AI can help you here

Round 1: Help me choose a topic

When to use: You have several habits you want to constrain with a contract and aren't sure where to start.

I'm completing the '{{route name}}' project using Atomic Habits. Based on my situation, please help me pick the 1 best topic for a contract right now and explain your reasoning.

My situation:
[Describe the habit problem that bothers you most, how many times you've failed, and whether you have a friend who could execute the contract with you]

Options:
[Paste the topic list from the page]

Please output:
1. The most recommended topic
2. Why this habit is best suited for a contract
3. What a finished contract should look like (which key clauses it should include)
4. A few things you need to think through before designing the contract

Yellow placeholders need you to fill in before using the AI.

AI can help you organize ideas, but cannot make final judgments for you. Don't let AI fabricate experiences, cases, or misleading content.

Round 2: Help me extract the key contract elements

When to use: You've chosen a habit but aren't sure how to design reasonable penalties, rewards, or accountability mechanisms.
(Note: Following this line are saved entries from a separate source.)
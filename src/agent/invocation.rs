//! One logical turn of an agent.

use std::sync::Arc;

use bon::Builder;
use uuid::Uuid;

use crate::session::Session;
use crate::types::Message;

/// Generate a fresh invocation id.
pub fn new_invocation_id() -> String {
    Uuid::new_v4().to_string()
}

/// Input for one agent turn.
///
/// Created once per turn by the [`Runner`](crate::runner::Runner) or a parent
/// flow. Only the messages it produces are persisted; the invocation itself
/// never is.
///
/// ```
/// use agentry::agent::Invocation;
/// use agentry::types::Message;
///
/// let invocation = Invocation::builder()
///     .message(Message::user("What is the capital of France?"))
///     .streamable(true)
///     .build();
/// assert!(!invocation.id.is_empty());
/// ```
#[derive(Clone, Builder)]
pub struct Invocation {
    #[builder(into, default = new_invocation_id())]
    pub id: String,
    /// Shared transcript; `None` runs the turn without persistence.
    pub session: Option<Arc<dyn Session>>,
    #[builder(default)]
    pub resumable: bool,
    #[builder(default)]
    pub streamable: bool,
    /// New user input for this turn.
    pub message: Option<Message>,
    /// Extra context supplied by the caller (e.g., a flow combinator).
    #[builder(default)]
    pub history: Vec<Message>,
}

impl Invocation {
    /// A non-streaming, sessionless invocation for `message`.
    pub fn new(message: Message) -> Self {
        Self::builder().message(message).build()
    }

    pub fn session_id(&self) -> Option<&str> {
        self.session.as_ref().map(|session| session.id())
    }
}

impl std::fmt::Debug for Invocation {
    fn fmt(&self, f: &mut std::fmt::Formatter<'_>) -> std::fmt::Result {
        f.debug_struct("Invocation")
            .field("id", &self.id)
            .field("session", &self.session_id())
            .field("resumable", &self.resumable)
            .field("streamable", &self.streamable)
            .field("message", &self.message)
            .field("history", &self.history.len())
            .finish()
    }
}
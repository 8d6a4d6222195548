//! A single peer connection: two tasks sharing one socket. The reader owns
//! the read half and is the only party that reads; the writer owns the
//! write half, multiplexes outbound frames from a mailbox, and is the only
//! party that writes. A single stop flag closes both down.
use std::net::SocketAddr;
use std::sync::atomic::{AtomicBool, Ordering};
use std::sync::Arc;
use std::time::Duration;

use tokio::io::AsyncWriteExt;
use tokio::net::tcp::{OwnedReadHalf, OwnedWriteHalf};
use tokio::net::TcpStream;
use tokio::sync::{mpsc, Mutex, Notify};
use tokio::task::JoinHandle;
use tokio::time::timeout;
use tracing::{debug, instrument, warn};

use crate::bitfield::Bitfield;
use crate::config::PeerManagerConfig;
use crate::event::{self, ClientEvent};

use super::message::Message;

/// Observable, shared state of one peer session. Owned by the admission
/// table; the manager only ever signals `stop` on this handle and reads its
/// flags -- it never touches the socket, which belongs exclusively to the
/// reader/writer tasks spawned alongside it.
pub struct PeerHandle {
    pub remote_addr: SocketAddr,
    pub am_choking: AtomicBool,
    pub am_interested: AtomicBool,
    pub peer_choking: AtomicBool,
    pub peer_interested: AtomicBool,
    pub remote_bitfield: Mutex<Bitfield>,
    mailbox_tx: mpsc::Sender<Message>,
    stopped: AtomicBool,
    stop_notify: Notify,
}

impl PeerHandle {
    /// Idempotent. Closing the mailbox and notifying wakes both tasks out
    /// of whatever they are selecting on.
    pub fn stop(&self) {
        if self.stopped.compare_exchange(false, true, Ordering::SeqCst, Ordering::SeqCst).is_ok() {
            self.stop_notify.notify_waiters();
        }
    }

    pub fn is_stopped(&self) -> bool {
        self.stopped.load(Ordering::SeqCst)
    }

    /// Enqueues an outbound frame. Returns `false` if the mailbox is full or
    /// the session already stopped -- callers should treat this as a
    /// best-effort send, not escalate it.
    pub fn try_send(&self, message: Message) -> bool {
        self.mailbox_tx.try_send(message).is_ok()
    }

    pub fn set_am_interested(&self, value: bool) {
        self.am_interested.store(value, Ordering::SeqCst);
    }
}

/// Spawns the reader and writer tasks for a freshly handshaken connection
/// and returns the shared handle the peer manager's admission table keeps.
#[instrument(level = "debug", skip(socket, config, events))]
pub fn spawn(
    socket: TcpStream,
    remote_addr: SocketAddr,
    piece_count: usize,
    config: PeerManagerConfig,
    events: mpsc::Sender<ClientEvent>,
) -> (Arc<PeerHandle>, JoinHandle<()>, JoinHandle<()>) {
    let (mailbox_tx, mailbox_rx) = mpsc::channel(config.mailbox_capacity);
    let handle = Arc::new(PeerHandle {
        remote_addr,
        am_choking: AtomicBool::new(true),
        am_interested: AtomicBool::new(false),
        peer_choking: AtomicBool::new(true),
        peer_interested: AtomicBool::new(false),
        remote_bitfield: Mutex::new(Bitfield::new(piece_count)),
        mailbox_tx,
        stopped: AtomicBool::new(false),
        stop_notify: Notify::new(),
    });

    let (read_half, write_half) = socket.into_split();

    event::emit(&events, ClientEvent::PeerStarted { addr: remote_addr });

    let reader = tokio::spawn(reader_loop(
        read_half,
        Arc::clone(&handle),
        config.clone(),
        events.clone(),
    ));
    let writer = tokio::spawn(writer_loop(write_half, Arc::clone(&handle), mailbox_rx, config));

    (handle, reader, writer)
}

async fn reader_loop(
    mut read_half: OwnedReadHalf,
    handle: Arc<PeerHandle>,
    config: PeerManagerConfig,
    events: mpsc::Sender<ClientEvent>,
) {
    loop {
        let read = timeout(config.read_timeout, Message::read(&mut read_half));
        tokio::select! {
            biased;
            _ = handle.stop_notify.notified() => break,
            outcome = read => {
                match outcome {
                    Ok(Ok(message)) => {
                        if !handle_message(&handle, &message, &events) {
                            break;
                        }
                    }
                    Ok(Err(err)) => {
                        debug!(addr = %handle.remote_addr, %err, "peer read error, closing session");
                        break;
                    }
                    Err(_) => {
                        debug!(addr = %handle.remote_addr, "peer read timed out, closing session");
                        break;
                    }
                }
            }
        }
    }
    finish(&handle, &events).await;
}

/// Applies a received frame's effect on session state and forwards it to
/// the host event stream. Returns `false` if the session should close.
fn handle_message(
    handle: &PeerHandle,
    message: &Message,
    events: &mpsc::Sender<ClientEvent>,
) -> bool {
    match message {
        Message::KeepAlive => {}
        Message::Choke => handle.peer_choking.store(true, Ordering::SeqCst),
        Message::Unchoke => handle.peer_choking.store(false, Ordering::SeqCst),
        Message::Interested => handle.peer_interested.store(true, Ordering::SeqCst),
        Message::NotInterested => handle.peer_interested.store(false, Ordering::SeqCst),
        Message::Have { piece_index } => {
            if let Ok(mut bitfield) = handle.remote_bitfield.try_lock() {
                bitfield.set(*piece_index as usize);
            }
        }
        Message::Bitfield(bits) => {
            if let Ok(mut bitfield) = handle.remote_bitfield.try_lock() {
                let len = bitfield.len();
                *bitfield = Bitfield::from_bytes(bits, len);
            }
        }
        // Piece selection and on-disk assembly are out of scope for this
        // core; parsing and dispatching the frame without blocking the
        // reader is all that is required here.
        Message::Request { .. } | Message::Piece { .. } | Message::Cancel { .. } => {}
        Message::Unknown { id } => {
            warn!(addr = %handle.remote_addr, id, "discarding frame with unknown message id");
        }
    }

    event::emit(
        events,
        ClientEvent::PeerMessage {
            addr: handle.remote_addr,
            kind: message.kind_name(),
        },
    );
    true
}

async fn writer_loop(
    mut write_half: OwnedWriteHalf,
    handle: Arc<PeerHandle>,
    mut mailbox_rx: mpsc::Receiver<Message>,
    config: PeerManagerConfig,
) {
    loop {
        tokio::select! {
            biased;
            _ = handle.stop_notify.notified() => break,
            outgoing = mailbox_rx.recv() => {
                match outgoing {
                    Some(message) => {
                        if write_one(&mut write_half, &message, config.write_timeout).await.is_err() {
                            break;
                        }
                    }
                    None => break,
                }
            }
            _ = tokio::time::sleep(config.keep_alive) => {
                if write_one(&mut write_half, &Message::KeepAlive, config.write_timeout).await.is_err() {
                    break;
                }
            }
        }
    }
    handle.stop();
    let _ = write_half.shutdown().await;
}

async fn write_one(
    write_half: &mut OwnedWriteHalf,
    message: &Message,
    write_timeout: Duration,
) -> super::PeerResult<()> {
    match timeout(write_timeout, message.write(write_half)).await {
        Ok(result) => result,
        Err(_) => Err(super::PeerError::Timeout),
    }
}

async fn finish(handle: &PeerHandle, events: &mpsc::Sender<ClientEvent>) {
    handle.stop();
    event::emit(
        events,
        ClientEvent::PeerStopped {
            addr: handle.remote_addr,
        },
    );
}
I'm working on the '{{route name}}' project from Atomic Habits.

My topic is:
{{topic}}

Starting from Chapter 17 of Atomic Habits on habit contracts, please help me identify the key elements for designing my contract.

My specific situation:
[Describe the habit you want to constrain, your daily routine, whether you have a suitable accountability partner, and what level of penalty you can realistically handle]

Please help me:
1. Determine the right scale for breach penalties (stings but won't break me)
2. Design immediate, visible rewards (that don't conflict with the habit goal)
3. Suggest concrete check-in actions for my accountability partner (not vague 'contact at any time' language)
4. Flag which commitment devices are likely to fail in my specific situation

Please output:
- Penalty clause suggestions (amount range or specific action)
- Reward clause suggestions (immediate tier + milestone tier)
- Accountability partner role suggestions
- Design traps to avoid

Yellow placeholders need you to fill in before using the AI.

AI can help you organize ideas, but cannot make final judgments for you. Don't let AI fabricate experiences, cases, or misleading content.

Round 3: Help me self-check with the contract template

When to use: You've written a draft contract and want to verify the clauses are airtight and executable before submitting.

I'm submitting my work for a Shufang Island project.

Book: Atomic Habits
Project route: {{route name}}
My topic: {{topic}}

My draft work:
{{draft work}}

Please check whether this habit contract is airtight and executable against these criteria:
1. Is the target habit specific enough (frequency + measurable completion standard)?
2. Is the commitment device genuinely effective (not just talk)?
3. Are the penalty clauses specific and appropriately scaled (stings, but won't make me give up entirely)?
4. Is the reward immediate and visible, and does it avoid conflicting with the habit goal?
5. Does the accountability partner have a real check-in action, not just a 'witness' role?
6. Is the progress tracking method sustainable?
7. Will the contract actually hold up, or will it collapse at the first breach?

Please output:
- Overall assessment (how likely is this contract to be executed)
- What's already working well
- What must be revised (clause gaps / penalty scale issues)
- What could be strengthened
- Suggested revised contract structure

Yellow placeholders need you to fill in before using the AI.

AI can help you organize ideas, but cannot make final judgments for you. Don't let AI fabricate experiences, cases, or misleading content.